Les patrons haussent le ton

Les patrons haussent le ton

« S'il y a une révolution, je descendrai dans la rue ! » ai-je pu récemment entendre dans la bouche d'un dirigeant. Face à un mécontentement grandissant parmi les entrepreneurs, les organisations patronales donnent de la voix. Medef, CGPME et UPA dénoncent à l'unisson la loi sur la pénibilité et la loi Hamon. Mais si les discours sont identiques, les méthodes divergent. La CGPME a fait le choix de la rue. Le 1er décembre, ses cortèges devaient s'ébrouer dans Paris et Toulouse. « Il faut faire entendre un son différent, estime Serge Marcillaud, président de la CGPME Aquitaine.
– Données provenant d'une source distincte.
pub mod json;
pub mod memory;

use crate::domain::Contact;
use crate::errors::AppError;
use std::fs;
use std::path::Path;

pub use json::JsonStore;
pub use memory::MemStore;

pub trait ContactStore {
    fn load(&self) -> Result<Vec<Contact>, AppError>;

    fn save(&self, contacts: &[Contact]) -> Result<(), AppError>;

    fn medium(&self) -> &str;
}

pub fn create_file_parent(path: &Path) -> Result<(), AppError> {
    if let Some(parent) = path.parent()
        && !parent.as_os_str().is_empty()
        && !parent.exists()
    {
        fs::create_dir_all(parent)?;
    }
    Ok(())
}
Je suis de plus en plus sceptique sur l'effet des conférences de presse et des réunions chez le préfet ». Le représentant patronal fait référence à la méthode privilégiée par le Medef, le 2 décembre à Bordeaux. Un rassemblement auquel il s'est associé, mais qu'il juge insuffisant. Également présent le 2 décembre aux côtés des présidents locaux du Medef et de la CGPME, le leader girondin de l'UPA, Michel Dumon, n'a pas appelé à manifester. Pas parce qu'il refuse cette façon de faire. Mais « par crainte des débordements. Le ras-le-bol est profond ». C'est toute la difficulté des organisations patronales : canaliser le mécontentement, sans se faire déborder par les plus virulents. Pigeons, Tondus, Pendus, Poussins... connaissent un succès à ne pas négliger. L'avenir dira quelle méthode (CGPME, Medef ou collectifs indépendants) aura été la plus efficace.